At first, I didn’t know what was going on. All I knew was I couldn’t breathe.
It felt like an elephant was sitting on my chest.
My heart was going a mile a minute, about to beat out of my body.
I thought maybe my time had come All this time spent thinking about death and now it was actually happening.
But I didn’t want to go out like this.
Running to my parent’s room with one hand on my pounding chest, I shook my mom to wake her and tell her I couldn’t breathe.
She woke my dad up and told him he needed to take me to the emergency room.

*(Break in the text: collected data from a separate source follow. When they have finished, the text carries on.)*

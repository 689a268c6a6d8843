//! Server adapters: the client-facing wire protocol
//!
//! Every session writes SSE-style frames (`data: <json>\n\n`) through one
//! [`EventEmitter`]. The last frame of every session is `data: [DONE]`.
//!
//! ## Frames
//!
//! - `{"content": "..."}` - one per upstream text delta
//! - `{"tool_call": true}` - a tool call started accumulating
//! - `{"final_message": {"content": "...", "images": [...]}}` - once, on completion or cancellation
//! - `{"error": "..."}` - unrecoverable upstream failure
//! - `[DONE]`

use std::pin::Pin;

use futures::Stream;
use serde::Serialize;
use tokio::sync::mpsc;

use crate::error::{RelayError, Result};

#[cfg(feature = "server")]
pub mod axum;

/// Options for error frames.
#[derive(Debug, Clone)]
pub struct SseOptions {
    /// Replace upstream error details with a generic message.
    pub mask_errors: bool,
    /// Message used when `mask_errors` is set. Defaults to "internal error".
    pub masked_error_message: Option<String>,
}

impl Default for SseOptions {
    fn default() -> Self {
        Self::development()
    }
}

impl SseOptions {
    /// Errors reach the client verbatim.
    pub fn development() -> Self {
        Self {
            mask_errors: false,
            masked_error_message: None,
        }
    }

    /// Errors are masked.
    pub fn production() -> Self {
        Self {
            mask_errors: true,
            masked_error_message: None,
        }
    }

    fn error_text(&self, error: &RelayError) -> String {
        if self.mask_errors {
            self.masked_error_message
                .clone()
                .unwrap_or_else(|| "internal error".to_string())
        } else {
            error.user_message()
        }
    }
}

/// One frame of the outbound protocol.
#[derive(Debug, Clone, PartialEq)]
pub enum WireEvent {
    Content(String),
    ToolCall,
    FinalMessage { content: String, images: Vec<String> },
    Error(String),
    Done,
}

#[derive(Serialize)]
#[serde(untagged)]
enum Frame<'a> {
    Content { content: &'a str },
    ToolCall { tool_call: bool },
    Final { final_message: FinalMessage<'a> },
    Error { error: &'a str },
}

#[derive(Serialize)]
struct FinalMessage<'a> {
    content: &'a str,
    images: &'a [String],
}

impl WireEvent {
    /// Encode as one complete frame, trailing blank line included.
    pub fn encode(&self) -> String {
        let frame = match self {
            Self::Content(content) => Frame::Content { content },
            Self::ToolCall => Frame::ToolCall { tool_call: true },
            Self::FinalMessage { content, images } => Frame::Final {
                final_message: FinalMessage { content, images },
            },
            Self::Error(error) => Frame::Error { error },
            Self::Done => return "data: [DONE]\n\n".to_string(),
        };
        // Serializing borrowed strings and bools cannot fail.
        let data = serde_json::to_string(&frame).unwrap_or_else(|_| "{}".to_string());
        format!("data: {data}\n\n")
    }
}

/// Sole writer to a session's output sink.
#[derive(Debug, Clone)]
pub struct EventEmitter {
    sink: mpsc::Sender<String>,
    options: SseOptions,
}

impl EventEmitter {
    pub fn new(sink: mpsc::Sender<String>) -> Self {
        Self {
            sink,
            options: SseOptions::default(),
        }
    }

    pub fn with_options(mut self, options: SseOptions) -> Self {
        self.options = options;
        self
    }

    /// Write one frame. Fails with [`RelayError::WireClosed`] once the reader is gone.
    pub async fn emit(&self, event: WireEvent) -> Result<()> {
        tracing::trace!(?event, "emit");
        self.sink
            .send(event.encode())
            .await
            .map_err(|_| RelayError::WireClosed)
    }

    /// Emit the `final_message` + `[DONE]` pair.
    pub async fn finish(&self, content: String, images: Vec<String>) -> Result<()> {
        self.emit(WireEvent::FinalMessage { content, images }).await?;
        self.emit(WireEvent::Done).await
    }

    /// Emit the `error` + `[DONE]` pair.
    pub async fn fail(&self, error: &RelayError) -> Result<()> {
        self.emit(WireEvent::Error(self.options.error_text(error)))
            .await?;
        self.emit(WireEvent::Done).await
    }

    pub fn is_closed(&self) -> bool {
        self.sink.is_closed()
    }
}

/// Turn the receiving half of an emitter channel into a body stream.
pub fn frame_stream(
    mut frames: mpsc::Receiver<String>,
) -> Pin<Box<dyn Stream<Item = std::result::Result<String, std::convert::Infallible>> + Send>> {
    let s = async_stream::stream! {
        while let Some(frame) = frames.recv().await {
            yield Ok(frame);
        }
    };
    Box::pin(s)
}

#[cfg(test)]
mod tests {
    use super::*;
    use futures::StreamExt;

    #[test]
    fn frames_are_exact() {
        assert_eq!(
            WireEvent::Content("Hel".into()).encode(),
            "data: {\"content\":\"Hel\"}\n\n"
        );
        assert_eq!(WireEvent::ToolCall.encode(), "data: {\"tool_call\":true}\n\n");
        assert_eq!(
            WireEvent::FinalMessage {
                content: "Hello".into(),
                images: vec![]
            }
            .encode(),
            "data: {\"final_message\":{\"content\":\"Hello\",\"images\":[]}}\n\n"
        );
        assert_eq!(
            WireEvent::Error("boom".into()).encode(),
            "data: {\"error\":\"boom\"}\n\n"
        );
        assert_eq!(WireEvent::Done.encode(), "data: [DONE]\n\n");
    }

    #[test]
    fn content_is_json_escaped() {
        assert_eq!(
            WireEvent::Content("line\n\"q\"".into()).encode(),
            "data: {\"content\":\"line\\n\\\"q\\\"\"}\n\n"
        );
    }

    #[tokio::test]
    async fn emitter_reports_closed_wire() {
        let (tx, rx) = mpsc::channel(4);
        let emitter = EventEmitter::new(tx);
        drop(rx);
        assert!(matches!(
            emitter.emit(WireEvent::Done).await,
            Err(RelayError::WireClosed)
        ));
        assert!(emitter.is_closed());
    }

    #[tokio::test]
    async fn masked_errors_hide_details() {
        let (tx, rx) = mpsc::channel(4);
        let emitter = EventEmitter::new(tx).with_options(SseOptions::production());
        emitter
            .fail(&RelayError::HttpError("secret host unreachable".into()))
            .await
            .unwrap();
        drop(emitter);
        let frames: Vec<String> = frame_stream(rx).map(|f| f.unwrap()).collect().await;
        assert_eq!(
            frames,
            vec![
                "data: {\"error\":\"internal error\"}\n\n".to_string(),
                "data: [DONE]\n\n".to_string()
            ]
        );
    }
}
//! Tracing subscriber setup
//!
//! ```rust,ignore
//! use toolstream::telemetry::{init_subscriber, OutputFormat, SubscriberConfig};
//!
//! let config = SubscriberConfig::builder()
//!     .log_level(tracing::Level::DEBUG)
//!     .output_format(OutputFormat::Json)
//!     .build();
//! let _guard = init_subscriber(config)?;
//! ```

use std::collections::HashMap;
use std::path::PathBuf;

use tracing_appender::non_blocking::WorkerGuard;
use tracing_subscriber::EnvFilter;
use tracing_subscriber::fmt::writer::BoxMakeWriter;

use crate::error::{RelayError, Result};

/// Output format for tracing logs
#[derive(Debug, Clone, Copy, PartialEq, Eq, Default)]
pub enum OutputFormat {
    /// Human-readable text format
    #[default]
    Text,
    Json,
    JsonCompact,
}

impl std::str::FromStr for OutputFormat {
    type Err = RelayError;

    fn from_str(s: &str) -> Result<Self> {
        match s.to_lowercase().as_str() {
            "text" => Ok(Self::Text),
            "json" => Ok(Self::Json),
            "json-compact" => Ok(Self::JsonCompact),
            other => Err(RelayError::ConfigurationError(format!(
                "Invalid log format: {other}. Valid options: text, json, json-compact"
            ))),
        }
    }
}

#[derive(Debug, Clone, PartialEq)]
pub struct SubscriberConfig {
    pub log_level: tracing::Level,
    pub output_format: OutputFormat,
    /// Write to this file (non-blocking) instead of stdout.
    pub log_file: Option<PathBuf>,
}

impl Default for SubscriberConfig {
    fn default() -> Self {
        Self {
            log_level: tracing::Level::INFO,
            output_format: OutputFormat::Text,
            log_file: None,
        }
    }
}

impl SubscriberConfig {
    pub fn builder() -> SubscriberConfigBuilder {
        SubscriberConfigBuilder::default()
    }

    /// Build from `TOOLSTREAM_LOG_LEVEL`, `TOOLSTREAM_LOG_FORMAT` and `TOOLSTREAM_LOG_FILE`.
    pub fn from_vars<I>(vars: I) -> Result<Self>
    where
        I: IntoIterator<Item = (String, String)>,
    {
        let vars: HashMap<String, String> = vars.into_iter().collect();
        let mut builder = Self::builder();
        if let Some(level) = vars.get("TOOLSTREAM_LOG_LEVEL") {
            builder = builder.log_level_str(level)?;
        }
        if let Some(format) = vars.get("TOOLSTREAM_LOG_FORMAT") {
            builder = builder.output_format(format.parse()?);
        }
        if let Some(path) = vars.get("TOOLSTREAM_LOG_FILE") {
            builder = builder.log_file(PathBuf::from(path));
        }
        Ok(builder.build())
    }
}

/// Builder for SubscriberConfig
#[derive(Debug, Default)]
pub struct SubscriberConfigBuilder {
    log_level: Option<tracing::Level>,
    output_format: Option<OutputFormat>,
    log_file: Option<PathBuf>,
}

impl SubscriberConfigBuilder {
    pub fn log_level(mut self, level: tracing::Level) -> Self {
        self.log_level = Some(level);
        self
    }

    pub fn log_level_str(mut self, level: &str) -> Result<Self> {
        let level = match level.to_lowercase().as_str() {
            "trace" => tracing::Level::TRACE,
            "debug" => tracing::Level::DEBUG,
            "info" => tracing::Level::INFO,
            "warn" => tracing::Level::WARN,
            "error" => tracing::Level::ERROR,
            _ => {
                return Err(RelayError::ConfigurationError(format!(
                    "Invalid log level: {level}. Valid options: trace, debug, info, warn, error"
                )));
            }
        };
        self.log_level = Some(level);
        Ok(self)
    }

    pub fn output_format(mut self, format: OutputFormat) -> Self {
        self.output_format = Some(format);
        self
    }

    pub fn log_file(mut self, path: PathBuf) -> Self {
        self.log_file = Some(path);
        self
    }

    pub fn build(self) -> SubscriberConfig {
        SubscriberConfig {
            log_level: self.log_level.unwrap_or(tracing::Level::INFO),
            output_format: self.output_format.unwrap_or_default(),
            log_file: self.log_file,
        }
    }
}

fn level_str(level: tracing::Level) -> &'static str {
    match level {
        tracing::Level::TRACE => "trace",
        tracing::Level::DEBUG => "debug",
        tracing::Level::INFO => "info",
        tracing::Level::WARN => "warn",
        tracing::Level::ERROR => "error",
    }
}

/// Initialize the global subscriber.
///
/// `RUST_LOG`, when set, overrides the configured level. Returns the file
/// writer's guard when `log_file` is set; keep it alive for the life of the
/// process. A subscriber that is already installed is left in place and
/// `Ok(None)` is returned.
pub fn init_subscriber(config: SubscriberConfig) -> Result<Option<WorkerGuard>> {
    let level = level_str(config.log_level);
    let filter = EnvFilter::try_from_default_env()
        .unwrap_or_else(|_| EnvFilter::new(format!("toolstream={level}")));

    let (writer, guard) = match &config.log_file {
        Some(path) => {
            let directory = path
                .parent()
                .filter(|p| !p.as_os_str().is_empty())
                .map(PathBuf::from)
                .unwrap_or_else(|| PathBuf::from("."));
            let file_name = path.file_name().ok_or_else(|| {
                RelayError::ConfigurationError(format!("Invalid log file path: {}", path.display()))
            })?;
            let appender = tracing_appender::rolling::never(directory, file_name);
            let (non_blocking, guard) = tracing_appender::non_blocking(appender);
            (BoxMakeWriter::new(non_blocking), Some(guard))
        }
        None => (BoxMakeWriter::new(std::io::stdout), None),
    };
    let ansi = config.log_file.is_none();

    let init_result = match config.output_format {
        OutputFormat::Json => tracing_subscriber::fmt()
            .with_env_filter(filter)
            .with_writer(writer)
            .with_target(true)
            .with_thread_ids(true)
            .json()
            .try_init(),
        OutputFormat::JsonCompact => tracing_subscriber::fmt()
            .with_env_filter(filter)
            .with_writer(writer)
            .with_target(true)
            .json()
            .flatten_event(true)
            .try_init(),
        OutputFormat::Text => tracing_subscriber::fmt()
            .with_env_filter(filter)
            .with_writer(writer)
            .with_ansi(ansi)
            .with_target(true)
            .try_init(),
    };

    match init_result {
        Ok(()) => Ok(guard),
        Err(e) => {
            if e.to_string()
                .contains("global default trace dispatcher has already been set")
            {
                Ok(None)
            } else {
                Err(RelayError::ConfigurationError(format!(
                    "Failed to initialize tracing: {e}"
                )))
            }
        }
    }
}

/// Initialize from `TOOLSTREAM_LOG_*` environment variables.
pub fn init_from_env() -> Result<Option<WorkerGuard>> {
    init_subscriber(SubscriberConfig::from_vars(std::env::vars())?)
}

#[cfg(test)]
mod tests {
    use super::*;

    fn vars(pairs: &[(&str, &str)]) -> Vec<(String, String)> {
        pairs
            .iter()
            .map(|(k, v)| (k.to_string(), v.to_string()))
            .collect()
    }

    #[test]
    fn config_from_vars() {
        let config = SubscriberConfig::from_vars(vars(&[
            ("TOOLSTREAM_LOG_LEVEL", "DEBUG"),
            ("TOOLSTREAM_LOG_FORMAT", "json-compact"),
            ("TOOLSTREAM_LOG_FILE", "/tmp/toolstream.log"),
        ]))
        .unwrap();
        assert_eq!(config.log_level, tracing::Level::DEBUG);
        assert_eq!(config.output_format, OutputFormat::JsonCompact);
        assert_eq!(config.log_file, Some(PathBuf::from("/tmp/toolstream.log")));

        assert_eq!(SubscriberConfig::from_vars(vars(&[])).unwrap(), SubscriberConfig::default());
    }

    #[test]
    fn rejects_unknown_level_and_format() {
        assert!(SubscriberConfig::from_vars(vars(&[("TOOLSTREAM_LOG_LEVEL", "loud")])).is_err());
        assert!(SubscriberConfig::from_vars(vars(&[("TOOLSTREAM_LOG_FORMAT", "xml")])).is_err());
    }
}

We put on our jackets and shoes and were about to walk out the door when my mom asked me if there had been anything on my mind lately.
It’s like secretly she knew. She could tell I wasn’t acting like myself. I thought I had hidden it so well.
At this point, I lost it. I broke down and told her what I had been going through these past months. After I let her into the secret hole, the elephant got off my chest and a wave of relief washed over me.
Hugging me tightly, my mom told me everything was going to be OK. For the first time in a long time, I actually believed that was true.
Recovery
We later discovered my depression was a side effect of an asthma medication I had been taking.
All along the little monster in my brain making me sad was also helping me breathe.
I stopped the medication, and my monster disappeared. But for years I had a lingering fear that if I talked about death or depression, he would crawl out from underneath my bed and attack me again.
It’s weird to say, but I’m thankful for my panic attack. If my body hadn’t stopped me from thinking horrible things, I may have taken matters into my own hands, and I honestly don’t want to think about what I would’ve done.
I learned it’s OK to ask for help. And it’s OK to be scared. But it is not OK to live the way I did for who knows how long.
The hardest part of the whole situation was telling someone because by telling someone, I was admitting to myself that something was wrong. Throughout my depression, I refused to accept what was happening. I never wanted to admit to myself that I was sick because in my mind sickness meant weakness, and I wanted to be strong and get through it by myself.
But I couldn’t do it by myself.
I didn’t want help. But I needed it.
I didn’t want anyone to think I was weak.
But it didn’t make me weak to ask for help. It showed strength in that I was ready to conquer this monster. I knew it wouldn’t be easy, but it would be worth it.